OTW: Obat Tepat Waktu

Sun, 31/07/2016 12:48:48   | Dilihat : 848   Penulis : Admin

Caption: Peluncuran program OTW di Tower 4 Sektor 8, Jarwal Makkah.

Jeddah. Rabu, 16 September 2015. "Bapak dan Ibu Jemaah Haji, tolong saling ingatkan jemaah dalam kelompok regunya untuk minum obat tepat waktu", ujar drg. Tritarajati, Staf Ahli Menteri Kesehatan, kepada para jemaah haji dan petugas kesehatan pada acara peluncuran program OTW di lantai Mezanin tower 4 di Sektor 8, Makkah pada hari Rabu, 16 September 2015 pukul 09.30-12.00 WAS.

Bu Tari, panggilan akrab SAM yang tengah mengemban tugas Asistensi bagi PPIH Bidang Kesehatan menuturkan juga pentingnya gelang risiko tinggi yang terpasang di pergelangan tangan jemaah. “Tetap dipakai selama di perjalanan haji. Jangan disimpan dalam tas. Karena, dengan mengenakan gelang tersebut, petugas kesehatan akan dimudahkan memberikan pertolongan.”  Sejumlah jemaah kedapatan menyimpan gelang di tas kecilnya, sehingga perlu diingatkan pada setiap kesempatan.

Saat jemaah diuji pengetahuannya tentang program kesehatan yang sudah diluncurkan, “Siapa yang tahu program GEMMAS ?” sejumlah jemaah haji sontak menyahut, “Gerakan Memakai Masker..”. “Jelagar....?. yang bisa jawab, diberikan hadiah.. ”, seorang jemaah tunjuk jari, “Jemaah Lemas Jadi Segar.... “, jawabnya dengan lancar.  Hadiah berupa paket jelagar pun diserahkan.

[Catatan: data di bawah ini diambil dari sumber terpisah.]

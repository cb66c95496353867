use std::collections::BTreeMap;
use std::path::PathBuf;

use serde::{Deserialize, Serialize};

use crate::record::{SortColumn, StreamRecord};

/// Per-stream label shown next to a record. Absence means "never checked".
#[derive(Debug, Clone, Copy, PartialEq, Eq, Serialize, Deserialize)]
pub enum StreamStatus {
    Working,
    #[serde(rename = "Not Responding")]
    NotResponding,
    Playing,
    Stopped,
}

impl StreamStatus {
    pub fn from_probe(alive: bool) -> Self {
        if alive {
            StreamStatus::Working
        } else {
            StreamStatus::NotResponding
        }
    }

    pub fn label(&self) -> &'static str {
        match self {
            StreamStatus::Working => "Working",
            StreamStatus::NotResponding => "Not Responding",
            StreamStatus::Playing => "Playing",
            StreamStatus::Stopped => "Stopped",
        }
    }
}

impl std::fmt::Display for StreamStatus {
    fn fmt(&self, f: &mut std::fmt::Formatter<'_>) -> std::fmt::Result {
        f.write_str(self.label())
    }
}

/// Buckets for user-facing notifications.
#[derive(Debug, Clone, Copy, PartialEq, Eq, Serialize, Deserialize)]
pub enum NoticeCategory {
    NoSelection,
    EmptyUrl,
    EngineUnavailable,
    PlaybackError,
    FileError,
    FileExists,
    InvalidInput,
    NoData,
    CheckResult,
    Saved,
    Info,
}

/// Requests into the core. Each one is answered exactly once.
#[derive(Debug, Clone, Serialize, Deserialize)]
#[serde(tag = "cmd")]
pub enum Command {
    Load { path: Option<PathBuf> },
    Save {
        path: Option<PathBuf>,
        #[serde(default)]
        overwrite: bool,
        #[serde(default)]
        backup: bool,
    },
    Add { record: StreamRecord },
    Update { index: usize, record: StreamRecord },
    Delete { index: usize },
    Play { index: Option<usize> },
    Stop,
    Check { index: Option<usize> },
    CheckAll,
    CancelCheck,
}

/// Successful answer to a [`Command`].
#[derive(Debug, Clone, PartialEq, Serialize, Deserialize)]
#[serde(tag = "outcome", rename_all = "snake_case")]
pub enum Reply {
    /// The command took effect synchronously.
    Done,
    /// Background work was started; results arrive as events.
    Started,
    /// The command was valid but had nothing to do (e.g. a batch check is
    /// already running).
    Ignored { reason: String },
    Added { index: usize },
    Loaded { count: usize, path: PathBuf },
    Saved {
        path: PathBuf,
        backup: Option<PathBuf>,
    },
}

/// Everything the status sink receives.
#[derive(Debug, Clone, Serialize, Deserialize)]
#[serde(tag = "event")]
pub enum Event {
    StatusChanged {
        index: usize,
        status: Option<StreamStatus>,
    },
    Progress {
        completed: usize,
        total: usize,
    },
    CheckFinished {
        completed: usize,
        total: usize,
        cancelled: bool,
    },
    PlaybackChanged {
        current: Option<usize>,
    },
    RecordsChanged {
        count: usize,
    },
    Notice {
        category: NoticeCategory,
        message: String,
    },
    Log {
        message: String,
    },
}

impl Event {
    pub fn notice(category: NoticeCategory, message: impl Into<String>) -> Self {
        Event::Notice {
            category,
            message: message.into(),
        }
    }
}

#[derive(Debug, Clone, Copy, PartialEq, Eq, Default, Serialize, Deserialize)]
pub enum PlaybackPhase {
    #[default]
    Stopped,
    Starting,
    Playing,
}

#[derive(Debug, Clone, Copy, PartialEq, Eq, Serialize, Deserialize)]
pub struct CheckProgress {
    pub completed: usize,
    pub total: usize,
}

/// Immutable view of the core's state. `rev` increases on every publish so
/// clients can tell whether they missed an update.
#[derive(Debug, Clone, Default, Serialize, Deserialize)]
pub struct CoreState {
    #[serde(default)]
    pub rev: u64,
    pub file_path: Option<PathBuf>,
    pub records: Vec<StreamRecord>,
    pub statuses: BTreeMap<usize, StreamStatus>,
    pub current: Option<usize>,
    pub playback: PlaybackPhase,
    pub check: Option<CheckProgress>,
}

/// Filter + sort for the list view. Empty filters match everything.
#[derive(Debug, Clone, Default, Serialize, Deserialize)]
pub struct StreamQuery {
    #[serde(default)]
    pub name: Option<String>,
    #[serde(default)]
    pub genre: Option<String>,
    #[serde(default)]
    pub language: Option<String>,
    #[serde(default)]
    pub sort: Option<SortColumn>,
    #[serde(default)]
    pub desc: bool,
}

Dr. Fidiansjah SpKJ, Kepala Pusat Kesehatan Haji pada kesempatan sama menuturkan perlunya program OTW. “OTW, insyaAllah mudah diingat... Ingat, bahwa obat mesti tersedia dan diminum tepat waktu. Selain OTW, sudah diluncurkan juga program GEMMAS, yaitu: Gerakan Memakai Masker. Juga, Jelegar: jemaah lemas jadi segar”.

Untuk memberikan pemahaman lebih lengkap tentang perlunya minum obat tepat waktu, dr. Maschun,SpPD, wakasektor kesehatan sektor 8 memberikan pemaparannya untuk dipedomani oleh jemaah haji.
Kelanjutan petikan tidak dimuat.